Problem to solve
Please count the lines in the data below that hold "SoulFire" and answer with the number by itself.

[[ Information given, beginning ]]

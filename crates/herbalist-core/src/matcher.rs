//! First-match recipe resolution over an explicit registry.

use crate::id::{KindId, RecipeId};
use crate::item::ResourceStack;
use crate::ledger::OrderedSlotList;
use crate::property::PotionProperties;
use crate::recipe::{BrewingRecipe, InfusingRecipe, MatchStrategy, TransformRecipe};
use crate::registry::Registry;
use std::collections::BTreeMap;

/// Looks up recipes in registration order. The first match wins.
#[derive(Debug, Clone, Copy)]
pub struct RecipeMatcher<'a> {
    registry: &'a Registry,
}

impl<'a> RecipeMatcher<'a> {
    pub fn new(registry: &'a Registry) -> Self {
        Self { registry }
    }

    /// Brewing recipe whose materials equal the slot list as a multiset.
    pub fn find_brewing(
        &self,
        materials: &OrderedSlotList,
    ) -> Option<(RecipeId, &'a BrewingRecipe)> {
        let have = materials.histogram();
        self.registry
            .brewing_recipes()
            .find(|(_, r)| MatchStrategy::ExactMultiset.matches(&r.materials, &have))
    }

    /// Transform recipe for `input`: same kind, enough units, and a potion
    /// the recipe accepts.
    pub fn find_transform(
        &self,
        input: &ResourceStack,
        potion: &PotionProperties,
    ) -> Option<(RecipeId, &'a TransformRecipe)> {
        let have = single(input);
        self.registry.transform_recipes().find(|(_, r)| {
            r.input.kind == input.kind
                && MatchStrategy::AtLeast.matches(&[r.input], &have)
                && r.potion.matches(potion)
        })
    }

    /// Infusing recipe whose input kinds equal the kinds staged in the
    /// potion, with a potion predicate that accepts `potion`.
    pub fn find_infusing(
        &self,
        staged: &OrderedSlotList,
        potion: &PotionProperties,
    ) -> Option<(RecipeId, &'a InfusingRecipe)> {
        let have = staged.histogram();
        self.registry.infusing_recipes().find(|(_, r)| {
            MatchStrategy::KindSet.matches(&r.inputs, &have) && r.potion.matches(potion)
        })
    }

    /// First infusing recipe that still fits once `kind` joins the staged
    /// kinds, with the units of `kind` it asks for.
    pub fn infusing_demand(
        &self,
        staged: &OrderedSlotList,
        kind: KindId,
        potion: &PotionProperties,
    ) -> Option<(RecipeId, &'a InfusingRecipe, u32)> {
        self.registry.infusing_recipes().find_map(|(id, r)| {
            let need: u32 = r
                .inputs
                .iter()
                .filter(|i| i.kind == kind)
                .map(|i| i.count)
                .sum();
            let fits = staged.iter().all(|s| r.inputs.iter().any(|i| i.kind == s.kind));
            (need > 0 && fits && r.potion.matches(potion)).then_some((id, r, need))
        })
    }
}

fn single(stack: &ResourceStack) -> BTreeMap<KindId, u32> {
    BTreeMap::from([(stack.kind, stack.count)])
}
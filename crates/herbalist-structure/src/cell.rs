//! Per-cell identity: positions, offsets, and the blocks that occupy them.

use herbalist_core::id::StationId;
use serde::{Deserialize, Serialize};
use std::fmt;
use std::ops::{Add, Sub};

// ---------------------------------------------------------------------------
// Positions
// ---------------------------------------------------------------------------

/// A position in the 3D grid.
#[derive(
    Debug, Clone, Copy, PartialEq, Eq, Hash, PartialOrd, Ord, Default, Serialize, Deserialize,
)]
pub struct CellPos {
    pub x: i32,
    pub y: i32,
    pub z: i32,
}

impl CellPos {
    pub fn new(x: i32, y: i32, z: i32) -> Self {
        Self { x, y, z }
    }

    pub fn up(self) -> Self {
        Self::new(self.x, self.y + 1, self.z)
    }

    pub fn down(self) -> Self {
        Self::new(self.x, self.y - 1, self.z)
    }
}

impl fmt::Display for CellPos {
    fn fmt(&self, f: &mut fmt::Formatter<'_>) -> fmt::Result {
        write!(f, "({}, {}, {})", self.x, self.y, self.z)
    }
}

/// Relative displacement from a structure's master cell.
#[derive(
    Debug, Clone, Copy, PartialEq, Eq, Hash, PartialOrd, Ord, Default, Serialize, Deserialize,
)]
pub struct Offset {
    pub dx: i32,
    pub dy: i32,
    pub dz: i32,
}

impl Offset {
    pub const ZERO: Offset = Offset {
        dx: 0,
        dy: 0,
        dz: 0,
    };

    pub const fn new(dx: i32, dy: i32, dz: i32) -> Self {
        Self { dx, dy, dz }
    }

    pub fn is_zero(self) -> bool {
        self == Offset::ZERO
    }
}

impl Add<Offset> for CellPos {
    type Output = CellPos;

    fn add(self, o: Offset) -> CellPos {
        CellPos::new(self.x + o.dx, self.y + o.dy, self.z + o.dz)
    }
}

impl Sub<Offset> for CellPos {
    type Output = CellPos;

    fn sub(self, o: Offset) -> CellPos {
        CellPos::new(self.x - o.dx, self.y - o.dy, self.z - o.dz)
    }
}

impl Sub<CellPos> for CellPos {
    type Output = Offset;

    fn sub(self, other: CellPos) -> Offset {
        Offset::new(self.x - other.x, self.y - other.y, self.z - other.z)
    }
}

/// Horizontal facing chosen when a structure forms.
#[derive(Debug, Clone, Copy, PartialEq, Eq, Hash, Default, Serialize, Deserialize)]
pub enum Facing {
    #[default]
    North,
    East,
    South,
    West,
}

impl Facing {
    pub fn all() -> [Facing; 4] {
        [Facing::North, Facing::East, Facing::South, Facing::West]
    }

    pub fn name(self) -> &'static str {
        match self {
            Facing::North => "north",
            Facing::East => "east",
            Facing::South => "south",
            Facing::West => "west",
        }
    }

    pub fn from_name(name: &str) -> Option<Facing> {
        Facing::all()
            .into_iter()
            .find(|f| f.name().eq_ignore_ascii_case(name))
    }
}

// ---------------------------------------------------------------------------
// Blocks
// ---------------------------------------------------------------------------

/// Plain (non-structure) block content.
#[derive(Debug, Clone, Copy, PartialEq, Eq, Hash, Serialize, Deserialize)]
pub enum BlockKind {
    Bricks,
    BrickSlabTop,
    Stone,
    Fire,
    SoulFire,
    Lava,
    Magma,
    Campfire { lit: bool },
}

impl BlockKind {
    const NAMED: [BlockKind; 9] = [
        BlockKind::Bricks,
        BlockKind::BrickSlabTop,
        BlockKind::Stone,
        BlockKind::Fire,
        BlockKind::SoulFire,
        BlockKind::Lava,
        BlockKind::Magma,
        BlockKind::Campfire { lit: false },
        BlockKind::Campfire { lit: true },
    ];

    /// Whether this block heats a station standing over it.
    pub fn is_heat_source(self) -> bool {
        match self {
            BlockKind::Fire | BlockKind::SoulFire | BlockKind::Lava | BlockKind::Magma => true,
            BlockKind::Campfire { lit } => lit,
            BlockKind::Bricks | BlockKind::BrickSlabTop | BlockKind::Stone => false,
        }
    }

    pub fn name(self) -> &'static str {
        match self {
            BlockKind::Bricks => "bricks",
            BlockKind::BrickSlabTop => "brick_slab_top",
            BlockKind::Stone => "stone",
            BlockKind::Fire => "fire",
            BlockKind::SoulFire => "soul_fire",
            BlockKind::Lava => "lava",
            BlockKind::Magma => "magma",
            BlockKind::Campfire { lit: false } => "campfire",
            BlockKind::Campfire { lit: true } => "lit_campfire",
        }
    }

    pub fn from_name(name: &str) -> Option<BlockKind> {
        BlockKind::NAMED
            .into_iter()
            .find(|k| k.name().eq_ignore_ascii_case(name))
    }
}

/// Which multiblock a part belongs to.
#[derive(Debug, Clone, Copy, PartialEq, Eq, Hash, Default, Serialize, Deserialize)]
pub enum StructureKind {
    #[default]
    Cauldron,
}

impl StructureKind {
    pub fn name(self) -> &'static str {
        match self {
            StructureKind::Cauldron => "cauldron",
        }
    }

    pub fn from_name(name: &str) -> Option<StructureKind> {
        name.eq_ignore_ascii_case("cauldron")
            .then_some(StructureKind::Cauldron)
    }
}

/// One grid position's participation in a structure.
///
/// `offset` points from the master to this cell, so the master sits at
/// `position - offset`.
#[derive(Debug, Clone, Copy, PartialEq, Eq, Default, Serialize, Deserialize)]
pub struct StructureCell {
    pub offset: Offset,
    pub formed: bool,
    pub facing: Facing,
    /// Index into the structure's shape table.
    pub pos_in_structure: u8,
    /// Set during teardown on cells whose restoration must not drop items.
    pub suppress_drops: bool,
}

impl StructureCell {
    pub fn is_master(&self) -> bool {
        self.formed && self.offset.is_zero()
    }
}

/// A grid cell that belongs to a structure.
#[derive(Debug, Clone, Copy, PartialEq, Eq)]
pub struct PartBlock {
    pub structure: StructureKind,
    pub cell: StructureCell,
    /// Station payload, present on the master only.
    pub station: Option<StationId>,
}

/// Content of one grid position.
#[derive(Debug, Clone, Copy, PartialEq, Eq, Default)]
pub enum Block {
    #[default]
    Air,
    Plain(BlockKind),
    Part(PartBlock),
}

impl Block {
    pub fn is_air(&self) -> bool {
        matches!(self, Block::Air)
    }

    pub fn as_part(&self) -> Option<&PartBlock> {
        match self {
            Block::Part(part) => Some(part),
            _ => None,
        }
    }

    pub fn plain_kind(&self) -> Option<BlockKind> {
        match self {
            Block::Plain(kind) => Some(*kind),
            _ => None,
        }
    }
}

#[cfg(test)]
mod tests {
    use super::*;

    #[test]
    fn offsets_invert_positions() {
        let master = CellPos::new(10, 64, -3);
        let cell = CellPos::new(11, 65, -4);
        let offset = cell - master;
        assert_eq!(offset, Offset::new(1, 1, -1));
        assert_eq!(cell - offset, master);
        assert_eq!(master + offset, cell);
    }

    #[test]
    fn only_formed_zero_offset_is_master() {
        let mut cell = StructureCell::default();
        assert!(!cell.is_master());
        cell.formed = true;
        assert!(cell.is_master());
        cell.offset = Offset::new(0, 1, 0);
        assert!(!cell.is_master());
    }

    #[test]
    fn heat_sources() {
        assert!(BlockKind::Fire.is_heat_source());
        assert!(BlockKind::SoulFire.is_heat_source());
        assert!(BlockKind::Lava.is_heat_source());
        assert!(BlockKind::Magma.is_heat_source());
        assert!(BlockKind::Campfire { lit: true }.is_heat_source());
        assert!(!BlockKind::Campfire { lit: false }.is_heat_source());
        assert!(!BlockKind::Stone.is_heat_source());
    }

    #[test]
    fn block_names_round_trip() {
        for kind in BlockKind::NAMED {
            assert_eq!(BlockKind::from_name(kind.name()), Some(kind));
        }
        assert_eq!(BlockKind::from_name("obsidian"), None);
        for facing in Facing::all() {
            assert_eq!(Facing::from_name(facing.name()), Some(facing));
        }
        assert_eq!(
            StructureKind::from_name("Cauldron"),
            Some(StructureKind::Cauldron)
        );
    }

    #[test]
    fn display_pos() {
        assert_eq!(CellPos::new(1, -2, 3).to_string(), "(1, -2, 3)");
    }
}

[[ Information given, end ]]

Reply to the task
5